-- Material shown follows --

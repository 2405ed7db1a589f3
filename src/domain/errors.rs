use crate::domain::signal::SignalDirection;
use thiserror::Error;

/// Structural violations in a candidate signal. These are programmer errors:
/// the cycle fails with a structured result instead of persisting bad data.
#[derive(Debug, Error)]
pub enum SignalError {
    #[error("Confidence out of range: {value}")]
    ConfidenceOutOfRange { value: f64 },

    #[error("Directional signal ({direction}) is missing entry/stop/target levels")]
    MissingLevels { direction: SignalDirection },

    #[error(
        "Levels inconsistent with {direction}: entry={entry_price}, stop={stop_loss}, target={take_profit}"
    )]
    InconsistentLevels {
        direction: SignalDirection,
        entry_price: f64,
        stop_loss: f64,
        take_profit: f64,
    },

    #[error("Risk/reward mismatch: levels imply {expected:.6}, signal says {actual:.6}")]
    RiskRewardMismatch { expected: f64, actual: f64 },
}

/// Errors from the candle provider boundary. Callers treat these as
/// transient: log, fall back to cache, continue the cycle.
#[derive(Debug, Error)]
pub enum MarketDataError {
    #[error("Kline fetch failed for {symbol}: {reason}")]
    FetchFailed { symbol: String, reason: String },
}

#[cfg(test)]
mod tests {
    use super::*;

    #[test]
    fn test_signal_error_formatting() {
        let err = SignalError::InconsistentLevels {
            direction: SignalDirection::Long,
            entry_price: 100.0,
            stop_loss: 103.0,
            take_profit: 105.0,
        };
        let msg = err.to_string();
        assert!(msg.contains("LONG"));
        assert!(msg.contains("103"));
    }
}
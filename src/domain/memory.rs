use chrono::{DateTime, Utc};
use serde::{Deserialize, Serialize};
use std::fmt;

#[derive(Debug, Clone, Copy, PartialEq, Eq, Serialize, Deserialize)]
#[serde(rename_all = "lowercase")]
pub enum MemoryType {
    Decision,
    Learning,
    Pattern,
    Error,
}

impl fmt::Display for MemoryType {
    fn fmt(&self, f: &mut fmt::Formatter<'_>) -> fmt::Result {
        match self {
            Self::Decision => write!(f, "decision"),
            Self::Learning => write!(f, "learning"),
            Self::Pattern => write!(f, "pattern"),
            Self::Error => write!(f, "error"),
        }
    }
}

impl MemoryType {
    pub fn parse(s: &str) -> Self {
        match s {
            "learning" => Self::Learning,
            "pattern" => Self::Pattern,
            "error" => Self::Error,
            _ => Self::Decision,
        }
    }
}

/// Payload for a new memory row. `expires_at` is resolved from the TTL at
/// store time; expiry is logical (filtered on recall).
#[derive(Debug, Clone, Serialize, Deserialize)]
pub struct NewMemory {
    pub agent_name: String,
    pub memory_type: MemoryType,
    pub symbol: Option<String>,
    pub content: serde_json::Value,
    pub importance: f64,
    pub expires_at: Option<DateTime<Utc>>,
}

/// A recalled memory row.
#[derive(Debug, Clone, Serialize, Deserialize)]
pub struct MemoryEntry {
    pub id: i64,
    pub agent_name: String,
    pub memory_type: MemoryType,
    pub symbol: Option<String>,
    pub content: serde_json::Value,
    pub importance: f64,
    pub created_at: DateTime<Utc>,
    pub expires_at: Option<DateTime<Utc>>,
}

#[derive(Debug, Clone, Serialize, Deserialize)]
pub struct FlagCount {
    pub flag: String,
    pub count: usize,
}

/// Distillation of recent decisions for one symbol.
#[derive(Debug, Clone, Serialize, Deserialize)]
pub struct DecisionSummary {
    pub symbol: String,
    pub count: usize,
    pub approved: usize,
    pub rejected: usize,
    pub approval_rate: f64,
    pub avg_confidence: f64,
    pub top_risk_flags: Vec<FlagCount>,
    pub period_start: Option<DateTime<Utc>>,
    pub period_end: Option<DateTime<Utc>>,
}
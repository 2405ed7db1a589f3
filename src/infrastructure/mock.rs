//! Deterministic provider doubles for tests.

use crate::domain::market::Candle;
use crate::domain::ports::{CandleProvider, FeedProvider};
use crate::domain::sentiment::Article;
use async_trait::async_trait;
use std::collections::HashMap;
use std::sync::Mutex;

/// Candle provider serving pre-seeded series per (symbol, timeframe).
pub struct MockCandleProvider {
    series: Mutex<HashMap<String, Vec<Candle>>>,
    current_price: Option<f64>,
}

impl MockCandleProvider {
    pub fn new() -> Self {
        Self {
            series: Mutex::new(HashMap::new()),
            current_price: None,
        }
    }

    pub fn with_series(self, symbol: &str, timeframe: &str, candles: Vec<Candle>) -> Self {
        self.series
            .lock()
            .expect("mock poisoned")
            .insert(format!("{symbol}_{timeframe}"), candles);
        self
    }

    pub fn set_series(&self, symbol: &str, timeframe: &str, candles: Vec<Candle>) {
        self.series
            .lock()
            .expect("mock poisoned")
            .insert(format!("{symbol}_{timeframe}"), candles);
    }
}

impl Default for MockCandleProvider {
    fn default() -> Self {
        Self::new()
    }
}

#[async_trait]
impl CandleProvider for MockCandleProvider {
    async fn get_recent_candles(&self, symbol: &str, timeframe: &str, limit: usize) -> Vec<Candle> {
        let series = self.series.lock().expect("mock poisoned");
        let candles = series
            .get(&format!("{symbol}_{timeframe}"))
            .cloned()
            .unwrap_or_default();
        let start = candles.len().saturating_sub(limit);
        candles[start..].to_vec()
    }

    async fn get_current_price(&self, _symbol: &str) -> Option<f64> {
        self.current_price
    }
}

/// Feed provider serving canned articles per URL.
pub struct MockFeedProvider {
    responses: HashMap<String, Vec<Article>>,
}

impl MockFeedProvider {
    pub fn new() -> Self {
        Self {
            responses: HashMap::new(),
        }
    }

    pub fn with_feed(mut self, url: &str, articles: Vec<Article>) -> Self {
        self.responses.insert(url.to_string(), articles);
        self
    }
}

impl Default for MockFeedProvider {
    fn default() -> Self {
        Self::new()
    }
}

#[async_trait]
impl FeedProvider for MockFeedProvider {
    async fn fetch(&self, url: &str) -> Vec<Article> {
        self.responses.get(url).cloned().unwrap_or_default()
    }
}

-- Material shown concluded --
-- Material shown follows --

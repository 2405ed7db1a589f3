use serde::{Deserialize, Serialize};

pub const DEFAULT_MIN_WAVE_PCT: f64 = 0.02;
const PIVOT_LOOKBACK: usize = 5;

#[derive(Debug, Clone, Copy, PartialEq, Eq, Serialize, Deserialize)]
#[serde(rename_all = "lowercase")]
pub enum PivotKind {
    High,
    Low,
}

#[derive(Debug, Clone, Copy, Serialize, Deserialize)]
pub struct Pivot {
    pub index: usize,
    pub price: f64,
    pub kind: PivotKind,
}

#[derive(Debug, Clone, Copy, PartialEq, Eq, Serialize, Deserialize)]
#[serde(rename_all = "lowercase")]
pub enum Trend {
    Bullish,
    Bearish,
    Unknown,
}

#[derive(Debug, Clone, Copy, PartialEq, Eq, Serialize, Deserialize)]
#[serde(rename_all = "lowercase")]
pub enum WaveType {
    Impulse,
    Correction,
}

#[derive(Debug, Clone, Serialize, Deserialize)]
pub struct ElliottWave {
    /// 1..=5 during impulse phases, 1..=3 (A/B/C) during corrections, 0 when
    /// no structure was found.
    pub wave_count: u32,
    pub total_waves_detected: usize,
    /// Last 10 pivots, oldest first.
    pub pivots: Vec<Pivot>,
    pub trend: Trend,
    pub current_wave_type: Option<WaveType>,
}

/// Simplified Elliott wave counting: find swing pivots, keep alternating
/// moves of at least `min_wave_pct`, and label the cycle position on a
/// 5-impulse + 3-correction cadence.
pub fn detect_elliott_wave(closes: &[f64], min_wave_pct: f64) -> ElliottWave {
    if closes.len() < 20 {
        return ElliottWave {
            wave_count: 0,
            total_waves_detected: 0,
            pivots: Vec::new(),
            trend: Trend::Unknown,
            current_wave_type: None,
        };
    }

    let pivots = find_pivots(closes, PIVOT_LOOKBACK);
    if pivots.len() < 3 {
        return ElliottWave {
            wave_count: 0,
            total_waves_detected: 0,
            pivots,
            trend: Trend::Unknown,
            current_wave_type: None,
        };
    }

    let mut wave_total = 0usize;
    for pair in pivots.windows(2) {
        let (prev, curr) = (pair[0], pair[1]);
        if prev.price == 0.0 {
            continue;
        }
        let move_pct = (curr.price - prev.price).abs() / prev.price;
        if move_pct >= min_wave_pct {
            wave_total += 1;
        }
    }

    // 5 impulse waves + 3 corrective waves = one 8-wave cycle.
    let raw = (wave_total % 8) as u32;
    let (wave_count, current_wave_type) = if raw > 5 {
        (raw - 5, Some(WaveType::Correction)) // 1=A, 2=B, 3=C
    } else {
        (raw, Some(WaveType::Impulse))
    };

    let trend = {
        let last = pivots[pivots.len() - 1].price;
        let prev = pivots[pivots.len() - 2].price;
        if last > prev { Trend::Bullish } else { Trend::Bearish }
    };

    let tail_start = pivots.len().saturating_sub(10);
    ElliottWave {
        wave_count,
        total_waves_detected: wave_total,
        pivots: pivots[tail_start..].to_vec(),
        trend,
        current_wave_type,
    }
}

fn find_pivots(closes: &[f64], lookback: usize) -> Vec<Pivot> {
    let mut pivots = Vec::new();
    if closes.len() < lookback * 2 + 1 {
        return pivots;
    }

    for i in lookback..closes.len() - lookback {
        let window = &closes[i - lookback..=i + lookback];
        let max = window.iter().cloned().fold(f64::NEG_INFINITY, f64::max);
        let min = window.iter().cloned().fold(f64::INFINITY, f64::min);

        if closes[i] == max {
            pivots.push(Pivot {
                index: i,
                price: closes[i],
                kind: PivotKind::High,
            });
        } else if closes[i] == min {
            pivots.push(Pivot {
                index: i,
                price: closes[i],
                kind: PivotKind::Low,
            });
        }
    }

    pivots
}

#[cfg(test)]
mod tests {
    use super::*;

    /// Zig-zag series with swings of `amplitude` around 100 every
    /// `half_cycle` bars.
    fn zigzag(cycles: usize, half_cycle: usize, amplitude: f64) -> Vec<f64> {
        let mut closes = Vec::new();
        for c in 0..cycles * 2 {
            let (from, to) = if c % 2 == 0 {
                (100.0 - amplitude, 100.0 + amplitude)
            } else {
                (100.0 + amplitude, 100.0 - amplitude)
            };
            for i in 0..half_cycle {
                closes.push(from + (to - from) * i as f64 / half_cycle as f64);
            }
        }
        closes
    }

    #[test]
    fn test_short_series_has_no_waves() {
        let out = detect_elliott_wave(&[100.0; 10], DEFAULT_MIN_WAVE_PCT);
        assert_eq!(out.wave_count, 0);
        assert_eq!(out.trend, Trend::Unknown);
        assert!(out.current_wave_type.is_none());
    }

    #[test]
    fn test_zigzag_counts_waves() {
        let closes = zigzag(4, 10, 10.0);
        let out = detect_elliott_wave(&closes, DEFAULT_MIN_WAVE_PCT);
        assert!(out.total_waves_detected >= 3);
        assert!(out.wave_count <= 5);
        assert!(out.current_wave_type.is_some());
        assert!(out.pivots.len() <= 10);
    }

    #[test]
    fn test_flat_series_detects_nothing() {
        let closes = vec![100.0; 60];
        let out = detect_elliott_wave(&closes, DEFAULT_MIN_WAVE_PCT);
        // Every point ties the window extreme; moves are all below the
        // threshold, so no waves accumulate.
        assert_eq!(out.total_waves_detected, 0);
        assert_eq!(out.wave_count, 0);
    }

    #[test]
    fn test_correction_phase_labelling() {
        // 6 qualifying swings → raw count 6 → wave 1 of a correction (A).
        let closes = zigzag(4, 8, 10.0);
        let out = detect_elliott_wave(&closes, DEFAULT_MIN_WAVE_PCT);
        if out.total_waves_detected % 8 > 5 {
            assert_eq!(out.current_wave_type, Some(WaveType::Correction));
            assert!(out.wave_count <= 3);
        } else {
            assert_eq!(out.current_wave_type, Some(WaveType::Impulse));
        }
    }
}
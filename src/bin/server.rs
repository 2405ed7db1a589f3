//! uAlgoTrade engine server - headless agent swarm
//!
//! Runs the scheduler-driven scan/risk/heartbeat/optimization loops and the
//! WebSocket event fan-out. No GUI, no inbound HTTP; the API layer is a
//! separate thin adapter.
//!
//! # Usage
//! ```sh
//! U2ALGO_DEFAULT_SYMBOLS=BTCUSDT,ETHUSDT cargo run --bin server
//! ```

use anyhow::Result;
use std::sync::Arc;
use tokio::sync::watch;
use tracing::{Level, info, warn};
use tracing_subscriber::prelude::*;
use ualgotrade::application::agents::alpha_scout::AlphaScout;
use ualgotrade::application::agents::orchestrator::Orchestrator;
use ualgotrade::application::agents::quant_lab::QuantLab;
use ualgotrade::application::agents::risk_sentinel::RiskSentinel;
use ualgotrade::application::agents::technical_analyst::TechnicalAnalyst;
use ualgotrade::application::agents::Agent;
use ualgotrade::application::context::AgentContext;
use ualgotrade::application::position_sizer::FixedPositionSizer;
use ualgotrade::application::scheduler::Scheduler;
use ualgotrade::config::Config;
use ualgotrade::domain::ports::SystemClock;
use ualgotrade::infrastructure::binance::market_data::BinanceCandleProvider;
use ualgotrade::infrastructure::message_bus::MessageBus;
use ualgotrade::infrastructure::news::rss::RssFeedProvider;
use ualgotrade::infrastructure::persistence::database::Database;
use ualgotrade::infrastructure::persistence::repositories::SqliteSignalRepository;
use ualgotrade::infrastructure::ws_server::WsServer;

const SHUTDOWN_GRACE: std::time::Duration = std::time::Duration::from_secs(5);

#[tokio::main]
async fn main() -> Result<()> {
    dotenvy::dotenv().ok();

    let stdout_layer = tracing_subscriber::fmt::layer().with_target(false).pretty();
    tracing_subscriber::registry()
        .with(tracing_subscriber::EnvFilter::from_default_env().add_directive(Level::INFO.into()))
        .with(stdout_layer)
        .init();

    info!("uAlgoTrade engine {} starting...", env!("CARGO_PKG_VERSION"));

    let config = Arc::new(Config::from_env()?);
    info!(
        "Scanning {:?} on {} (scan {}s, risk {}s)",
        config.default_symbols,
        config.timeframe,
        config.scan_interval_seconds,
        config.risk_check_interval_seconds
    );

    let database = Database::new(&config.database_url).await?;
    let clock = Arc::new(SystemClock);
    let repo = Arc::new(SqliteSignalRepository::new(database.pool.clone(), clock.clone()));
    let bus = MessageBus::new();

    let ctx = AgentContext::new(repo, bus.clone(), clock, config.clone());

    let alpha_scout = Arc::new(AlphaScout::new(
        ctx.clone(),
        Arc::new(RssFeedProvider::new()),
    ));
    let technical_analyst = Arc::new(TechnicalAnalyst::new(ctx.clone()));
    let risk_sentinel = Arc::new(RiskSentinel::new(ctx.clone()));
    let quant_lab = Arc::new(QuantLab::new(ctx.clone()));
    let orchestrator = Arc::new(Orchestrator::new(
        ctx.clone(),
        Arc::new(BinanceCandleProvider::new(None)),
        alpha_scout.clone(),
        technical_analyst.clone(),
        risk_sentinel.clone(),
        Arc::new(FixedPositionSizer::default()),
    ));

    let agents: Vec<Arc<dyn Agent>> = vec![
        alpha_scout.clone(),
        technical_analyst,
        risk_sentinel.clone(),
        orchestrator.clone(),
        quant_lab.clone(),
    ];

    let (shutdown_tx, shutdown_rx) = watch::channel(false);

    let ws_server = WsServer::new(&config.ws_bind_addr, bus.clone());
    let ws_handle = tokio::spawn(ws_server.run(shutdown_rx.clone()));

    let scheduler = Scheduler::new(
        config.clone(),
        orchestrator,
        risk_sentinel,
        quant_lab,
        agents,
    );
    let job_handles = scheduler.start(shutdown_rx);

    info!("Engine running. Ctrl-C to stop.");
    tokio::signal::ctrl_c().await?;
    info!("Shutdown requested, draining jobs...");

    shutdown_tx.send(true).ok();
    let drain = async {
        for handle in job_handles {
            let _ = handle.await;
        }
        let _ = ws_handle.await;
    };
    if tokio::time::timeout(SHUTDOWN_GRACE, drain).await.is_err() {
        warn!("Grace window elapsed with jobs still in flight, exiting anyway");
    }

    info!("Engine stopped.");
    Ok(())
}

-- Material shown concluded --

**To do**
Search the material above for the string "prev", and copy every line in which it turns up.

**Worked solution**
        let (prev, curr) = (pair[0], pair[1]);
        if prev.price == 0.0 {
        let move_pct = (curr.price - prev.price).abs() / prev.price;
        let prev = pivots[pivots.len() - 2].price;
        if last > prev { Trend::Bullish } else { Trend::Bearish }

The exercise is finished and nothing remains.